The major threw back his clustering iron-gray hair, and, with a smile, said: “Stanton, I have learned to love you, and therefore have concluded to tell you what no man living in America knows to-day.”
He paused a moment, and lighted his cigar.
“Well?” said Hugh, as if impatiently asking a question.
“They cannot harm me,” said he, jerking his thumb over his shoulder toward the howling mob, whose angry mutterings could be plainly heard. “But I will tell you what may happen.”
He spoke slowly and seemed to Hugh to change for the moment from the Major Hampton he had admired so much into a patriarch with gullied furrows on his brow. Hugh concluded that his light remarks of a few moments before had been assumed, and intended simply to cover the deep emotion that he really felt.

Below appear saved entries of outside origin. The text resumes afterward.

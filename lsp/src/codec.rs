//! JSON-RPC framing codec.
//!
//! Frames are `Content-Length: N\r\n\r\n{json}` where `N` is the byte length
//! of the UTF-8 body. [`FrameReader`] and [`FrameWriter`] do async reading and
//! writing of framed messages.
//!
//! A malformed frame is not fatal: the reader reports it as
//! [`Frame::Empty`] and the next call starts at the following header block.
//! Only the end of the stream (or an I/O failure) stops decoding.

use std::io;

use serde::Serialize;
use tokio::io::{AsyncBufReadExt, AsyncRead, AsyncReadExt, AsyncWrite, AsyncWriteExt, BufReader};

/// Maximum frame size (4 MiB) to prevent unbounded memory allocation.
pub const MAX_FRAME_BYTES: usize = 4 * 1024 * 1024;

/// The only header the protocol requires. Matched case-sensitively.
const CONTENT_LENGTH: &str = "Content-Length";

/// Which error class a malformed frame belongs to.
#[derive(Debug, Clone, Copy, PartialEq, Eq)]
pub enum FrameErrorKind {
    /// Header block problem: missing, unparsable, or oversized length.
    Framing,
    /// The body was read but is not JSON.
    Protocol,
}

#[derive(Debug, thiserror::Error)]
pub enum FrameError {
    #[error("missing Content-Length header")]
    MissingContentLength,
    #[error("invalid Content-Length value {0:?}")]
    InvalidContentLength(String),
    #[error("Content-Length {0} exceeds maximum {MAX_FRAME_BYTES}")]
    Oversized(usize),
    #[error("frame body is not valid JSON")]
    InvalidJson(#[source] serde_json::Error),
}

impl FrameError {
    #[must_use]
    pub fn kind(&self) -> FrameErrorKind {
        match self {
            Self::MissingContentLength | Self::InvalidContentLength(_) | Self::Oversized(_) => {
                FrameErrorKind::Framing
            }
            Self::InvalidJson(_) => FrameErrorKind::Protocol,
        }
    }
}

/// One decoded unit from the wire.
#[derive(Debug)]
pub enum Frame {
    Message(serde_json::Value),
    /// A frame was consumed but yielded nothing usable.
    Empty(FrameError),
}

/// Encode a message as a complete frame: header block followed by body.
pub fn encode<T: Serialize + ?Sized>(message: &T) -> Result<Vec<u8>, serde_json::Error> {
    let body = serde_json::to_vec(message)?;
    let header = format!("{CONTENT_LENGTH}: {}\r\n\r\n", body.len());
    let mut frame = Vec::with_capacity(header.len() + body.len());
    frame.extend_from_slice(header.as_bytes());
    frame.extend_from_slice(&body);
    Ok(frame)
}

fn parse_content_length(value: &str) -> Result<usize, FrameError> {
    let value = value.trim();
    match value.parse::<i64>() {
        Ok(len) if len > 0 => {
            usize::try_from(len).map_err(|_| FrameError::InvalidContentLength(value.to_string()))
        }
        _ => Err(FrameError::InvalidContentLength(value.to_string())),
    }
}

/// Reads JSON-RPC frames from an async reader.
pub struct FrameReader<R> {
    reader: BufReader<R>,
}

impl<R: AsyncRead + Unpin> FrameReader<R> {
    pub fn new(reader: R) -> Self {
        Self {
            reader: BufReader::new(reader),
        }
    }

    /// Read the next frame.
    ///
    /// Returns `Ok(None)` on EOF at a frame boundary (peer closed the stream).
    /// Returns `Err` when the stream fails or ends inside a frame.
    pub async fn read_frame(&mut self) -> io::Result<Option<Frame>> {
        let content_length = match self.read_headers().await? {
            Some(Ok(len)) => len,
            Some(Err(e)) => return Ok(Some(Frame::Empty(e))),
            None => return Ok(None),
        };

        if content_length > MAX_FRAME_BYTES {
            self.discard(content_length).await?;
            return Ok(Some(Frame::Empty(FrameError::Oversized(content_length))));
        }

        let mut body = vec![0u8; content_length];
        self.reader.read_exact(&mut body).await?;

        Ok(Some(match serde_json::from_slice(&body) {
            Ok(value) => Frame::Message(value),
            Err(e) => Frame::Empty(FrameError::InvalidJson(e)),
        }))
    }

    /// Parse headers until the empty line separator.
    ///
    /// Returns `None` on EOF before any header byte.
    async fn read_headers(&mut self) -> io::Result<Option<Result<usize, FrameError>>> {
        let mut content_length: Option<Result<usize, FrameError>> = None;
        let mut line = Vec::new();
        let mut saw_any_header_bytes = false;

        loop {
            line.clear();
            let bytes_read = self.reader.read_until(b'\n', &mut line).await?;

            if bytes_read == 0 {
                if !saw_any_header_bytes {
                    return Ok(None);
                }
                return Err(io::Error::new(
                    io::ErrorKind::UnexpectedEof,
                    "unexpected EOF while reading headers",
                ));
            }
            saw_any_header_bytes = true;

            let text = String::from_utf8_lossy(&line);
            let trimmed = text.trim_end_matches(['\r', '\n']);
            if trimmed.is_empty() {
                break;
            }

            if let Some((key, value)) = trimmed.split_once(':')
                && key == CONTENT_LENGTH
            {
                content_length = Some(parse_content_length(value));
            }
            // Ignore other headers (e.g. Content-Type)
        }

        Ok(Some(
            content_length.unwrap_or(Err(FrameError::MissingContentLength)),
        ))
    }

    async fn discard(&mut self, len: usize) -> io::Result<()> {
        let expected = len as u64;
        let copied =
            tokio::io::copy(&mut (&mut self.reader).take(expected), &mut tokio::io::sink()).await?;
        if copied < expected {
            return Err(io::Error::new(
                io::ErrorKind::UnexpectedEof,
                "unexpected EOF while skipping oversized frame",
            ));
        }
        Ok(())
    }
}

/// Writes JSON-RPC frames to an async writer.
pub struct FrameWriter<W> {
    writer: W,
}

impl<W: AsyncWrite + Unpin> FrameWriter<W> {
    pub fn new(writer: W) -> Self {
        Self { writer }
    }

    /// Write one frame and flush it.
    pub async fn write_frame<T: Serialize + ?Sized>(&mut self, msg: &T) -> io::Result<()> {
        let frame = encode(msg).map_err(io::Error::other)?;
        self.writer.write_all(&frame).await?;
        self.writer.flush().await
    }

    /// Write raw bytes as-is. Used to exercise peers with malformed input.
    pub async fn write_raw(&mut self, bytes: &[u8]) -> io::Result<()> {
        self.writer.write_all(bytes).await?;
        self.writer.flush().await
    }

    /// Close the write half so the peer observes EOF.
    pub async fn shutdown(&mut self) -> io::Result<()> {
        self.writer.shutdown().await
    }
}
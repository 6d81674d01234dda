//! Shared infrastructure utilities for the bridge client.
//!
//! These are the stateless collaborators the protocol core consumes while
//! building request parameters:
//!
//! - **`uri`**: path ↔ `file://` URI conversion and normalization
//! - **`files`**: reading document text from disk

pub mod files;
pub mod uri;

pub use files::{ReadDocumentError, read_document};
pub use uri::{
    PathToUriError, file_uri_to_path, normalize_document_uri, normalize_path_string,
    path_to_file_uri,
};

“Captain Osborn will make a speech,” the major continued, “and it will be an impassioned one, seasoned with the eloquence of rare power, inspired by his deep love of justice as well as of myself. The crowd will gradually disperse and wander across the bleak prairies to their miserable homes, furnished principally with poverty and hunger and deferred hopes. The Vigilantes, composed of cattlemen, will come back after midnight and probably select by ballot three of their number to kill me. I will be taken away from here, and will accompany the committee over into Dead Man’s Hollow, where already a grave is being dug and a rough board coffin prepared. The sheriff will be bought with the promise of reelection; he will discharge his deputies and turn me over to these would-be murderers.”